En las lejanas tierras del norte, hace mucho tiempo, vivía un zar que enfermó gravemente. Reunió a los mejores médicos de todo el imperio, que le aplicaron todos los remedios que conocían y otros nuevos que se fueron inventando, pero, lejos de mejorar, el estado del zar parecía cada vez peor. Le hicieron tomar jarabes y baños de lo más curiosos, aplicaron bálsamos y ungüentos con los ingredientes más insólitos, pero su salud no mejoraba.
Sus riquezas y su poder eran tan inmensos como su tristeza y su desazón. Tan desesperado estaba el hombre, que finalmente prometió dar la mitad de sus posesiones a quien fuera capaz de ayudarle a sanar de las angustias de sus tristes noches. El anuncio se propagó rápidamente, y llegaron médicos, magos y curanderos de todas partes para intentar devolver la salud al monarca, pero todo fue en vano, nadie sabía cómo curarle.
Una tarde, finalmente, apareció un viejo sabio que les dijo el remedio: “Si encontráis a un hombre completamente feliz, podréis curar al rey. Tiene que ser alguien que se sienta completamente satisfecho, que nada le falte y que tenga todo lo que necesita. Vestir su camisa es la cura a vuestra enfermedad.” Partieron emisarios hacia todos los confines del imperio, pero pronto vieron que encontrar a un hombre feliz no era una tarea nada sencilla. Quien tenía salud, echaba en falta riquezas; quien las poseía, carecía de salud; y quien tenía las dos cosas, se quejaba de los hijos, de la mujer o del marido. Nadie se consideraba totalmente feliz.

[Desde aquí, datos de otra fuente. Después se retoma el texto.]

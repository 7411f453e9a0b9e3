use anyhow::{Context, Result};
use serde::Deserialize;
use std::path::Path;
use std::time::Duration;

#[derive(Debug, Deserialize, Clone)]
pub struct Config {
    pub api: ApiConfig,
    #[serde(default)]
    pub detection: DetectionConfig,
    #[serde(default)]
    pub polling: PollingConfig,
    #[serde(default)]
    pub export: ExportConfig,
    #[serde(default)]
    pub review: ReviewConfig,
}

#[derive(Debug, Deserialize, Clone)]
pub struct ApiConfig {
    pub base_url: String,
    pub project: String,
    #[serde(default = "default_token_env")]
    pub token_env: String,
    #[serde(default = "default_api_timeout_secs")]
    pub timeout_secs: u64,
    #[serde(default = "default_max_retries")]
    pub max_retries: u32,
}

fn default_token_env() -> String {
    "DGX_API_TOKEN".to_string()
}
fn default_api_timeout_secs() -> u64 {
    30
}
fn default_max_retries() -> u32 {
    3
}

impl ApiConfig {
    /// Bearer token from the configured environment variable, if set.
    pub fn token(&self) -> Option<String> {
        std::env::var(&self.token_env).ok().filter(|t| !t.is_empty())
    }
}

#[derive(Debug, Deserialize, Clone)]
pub struct DetectionConfig {
    #[serde(default = "default_chunk_size")]
    pub chunk_size: usize,
    #[serde(default = "default_min_tokens")]
    pub min_tokens: u32,
    #[serde(default)]
    pub partial_match: bool,
    #[serde(default = "default_match_field")]
    pub search_field: String,
    #[serde(default = "default_match_field")]
    pub asset_match_field: String,
    #[serde(default = "default_match_field")]
    pub file_match_field: String,
}

impl Default for DetectionConfig {
    fn default() -> Self {
        Self {
            chunk_size: default_chunk_size(),
            min_tokens: default_min_tokens(),
            partial_match: false,
            search_field: default_match_field(),
            asset_match_field: default_match_field(),
            file_match_field: default_match_field(),
        }
    }
}

fn default_chunk_size() -> usize {
    50
}
fn default_min_tokens() -> u32 {
    2
}
fn default_match_field() -> String {
    "name".to_string()
}

#[derive(Debug, Deserialize, Clone)]
pub struct PollingConfig {
    #[serde(default = "default_interval_ms")]
    pub interval_ms: u64,
    #[serde(default = "default_max_backoff_ms")]
    pub max_backoff_ms: u64,
    #[serde(default = "default_poll_timeout_secs")]
    pub timeout_secs: u64,
}

impl Default for PollingConfig {
    fn default() -> Self {
        Self {
            interval_ms: default_interval_ms(),
            max_backoff_ms: default_max_backoff_ms(),
            timeout_secs: default_poll_timeout_secs(),
        }
    }
}

impl PollingConfig {
    pub fn interval(&self) -> Duration {
        Duration::from_millis(self.interval_ms)
    }

    pub fn max_backoff(&self) -> Duration {
        Duration::from_millis(self.max_backoff_ms)
    }

    pub fn timeout(&self) -> Duration {
        Duration::from_secs(self.timeout_secs)
    }
}

fn default_interval_ms() -> u64 {
    3000
}
fn default_max_backoff_ms() -> u64 {
    60_000
}
fn default_poll_timeout_secs() -> u64 {
    900
}

#[derive(Debug, Deserialize, Clone)]
pub struct ExportConfig {
    #[serde(default)]
    pub prefix: Option<String>,
    #[serde(default = "default_interval_ms")]
    pub interval_ms: u64,
    #[serde(default = "default_poll_timeout_secs")]
    pub timeout_secs: u64,
}

impl Default for ExportConfig {
    fn default() -> Self {
        Self {
            prefix: None,
            interval_ms: default_interval_ms(),
            timeout_secs: default_poll_timeout_secs(),
        }
    }
}

impl ExportConfig {
    /// Poll settings for export jobs; backoff shares the detection ceiling.
    pub fn polling(&self) -> PollingConfig {
        PollingConfig {
            interval_ms: self.interval_ms,
            max_backoff_ms: default_max_backoff_ms().max(self.interval_ms),
            timeout_secs: self.timeout_secs,
        }
    }
}

#[derive(Debug, Deserialize, Clone)]
pub struct ReviewConfig {
    #[serde(default)]
    pub checked_by: Option<String>,
    #[serde(default = "default_creating_app")]
    pub creating_app: String,
}

impl Default for ReviewConfig {
    fn default() -> Self {
        Self {
            checked_by: None,
            creating_app: default_creating_app(),
        }
    }
}

fn default_creating_app() -> String {
    "interactive-diagrams".to_string()
}

impl Config {
    /// Config for commands that never reach the service (e.g. `dgx plan`).
    pub fn minimal() -> Self {
        Self {
            api: ApiConfig {
                base_url: "http://localhost".to_string(),
                project: "offline".to_string(),
                token_env: default_token_env(),
                timeout_secs: default_api_timeout_secs(),
                max_retries: default_max_retries(),
            },
            detection: DetectionConfig::default(),
            polling: PollingConfig::default(),
            export: ExportConfig::default(),
            review: ReviewConfig::default(),
        }
    }
}

pub fn load_config(path: &Path) -> Result<Config> {
    let content = std::fs::read_to_string(path)
        .with_context(|| format!("Failed to read config file: {}", path.display()))?;

    parse_config(&content)
}

pub fn parse_config(content: &str) -> Result<Config> {
    let config: Config = toml::from_str(content).with_context(|| "Failed to parse config file")?;

    if config.api.base_url.trim().is_empty() {
        anyhow::bail!("api.base_url must not be empty");
    }
    if !config.api.base_url.starts_with("http://") && !config.api.base_url.starts_with("https://")
    {
        anyhow::bail!("api.base_url must be an http(s) URL");
    }
    if config.api.project.trim().is_empty() {
        anyhow::bail!("api.project must not be empty");
    }

    if config.detection.chunk_size == 0 {
        anyhow::bail!("detection.chunk_size must be > 0");
    }
    if config.detection.search_field.trim().is_empty() {
        anyhow::bail!("detection.search_field must not be empty");
    }

    if config.polling.interval_ms == 0 {
        anyhow::bail!("polling.interval_ms must be > 0");
    }
    if config.polling.max_backoff_ms < config.polling.interval_ms {
        anyhow::bail!("polling.max_backoff_ms must be >= polling.interval_ms");
    }
    if config.polling.timeout() < config.polling.interval() {
        anyhow::bail!("polling.timeout_secs must cover at least one poll interval");
    }
    if config.export.interval_ms == 0 {
        anyhow::bail!("export.interval_ms must be > 0");
    }

    Ok(config)
}

#[cfg(test)]
mod tests {
    use super::*;

    const BASE: &str = r#"
[api]
base_url = "https://api.example.com"
project = "plant"
"#;

    #[test]
    fn defaults_fill_optional_sections() {
        let cfg = parse_config(BASE).unwrap();
        assert_eq!(cfg.detection.chunk_size, 50);
        assert_eq!(cfg.detection.search_field, "name");
        assert_eq!(cfg.polling.interval_ms, 3000);
        assert_eq!(cfg.api.token_env, "DGX_API_TOKEN");
        assert_eq!(cfg.review.creating_app, "interactive-diagrams");
    }

    #[test]
    fn rejects_zero_chunk_size() {
        let content = format!("{}\n[detection]\nchunk_size = 0\n", BASE);
        let err = parse_config(&content).unwrap_err();
        assert!(err.to_string().contains("chunk_size"));
    }

    #[test]
    fn rejects_backoff_below_interval() {
        let content = format!(
            "{}\n[polling]\ninterval_ms = 5000\nmax_backoff_ms = 100\n",
            BASE
        );
        assert!(parse_config(&content).is_err());
    }

    #[test]
    fn rejects_non_http_base_url() {
        let content = "[api]\nbase_url = \"ftp://x\"\nproject = \"p\"\n";
        assert!(parse_config(content).is_err());
    }
}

Finalmente, una noche, muy tarde, un mensajero llegó al palacio. Habían encontrado al hombre tan intensamente buscado. Se trataba de un hombre que vivía humildemente en la zona más árida de sus dominios. El zar se llenó de alegría e inmediatamente mandó que le trajeran la camisa de aquel hombre, a cambio de la cual deberían darle cualquier cosa que pidiera.
Los enviados se presentaron a toda prisa en la casa de aquel hombre para comprarle la camisa y, si era necesario, para quitársela por la fuerza. La impaciencia de todos esperando la vuelta de los emisarios era enorme. Pero, cuando por fin llegaron, traían las manos vacías: el hombre feliz no tenía camisa.
Este antiguo cuento de Tolstói es una de esas historias que tantas veces se han contado a lo largo de los años para hacer reflexionar sobre la poca incidencia que sobre la felicidad tiene el hecho de acumular necesidades. Es un cuento simple, sin duda, pero encierra una filosofía clara, bajo la cual se han formado muchas personas, y con ello se han sentido ayudadas a sortear una multitud de problemas de su vida cotidiana. Estar contento con lo que se puede tener honesta y dignamente, no ansiar tener más y más, como si fuera un gran objetivo vital, buscar la felicidad en cosas sencillas, alejar los sentimientos de envidia o de comparación constante, todo eso son modos de no dejarse atrapar por la desazón propia de la espiral de los deseos insatisfechos.
Cuando nos abrazamos a lo que tanto nos atrae y nos conmueve, muchas veces, abriendo las puertas de par en par a esos deseos, podemos, sin darnos cuenta, caer en la peor de las dictaduras. A veces perdemos cosas importantes por culpa de pequeñas ráfagas de felicidad envenenada, que nos seducen y nos engañan. Nos lo prometen todo, pero luego viene la decepción, y nos encontramos aprisionados por esa opresión de las avideces o de la codicia, a las que quizá en su día nos entregamos en nombre de una engañosa libertad.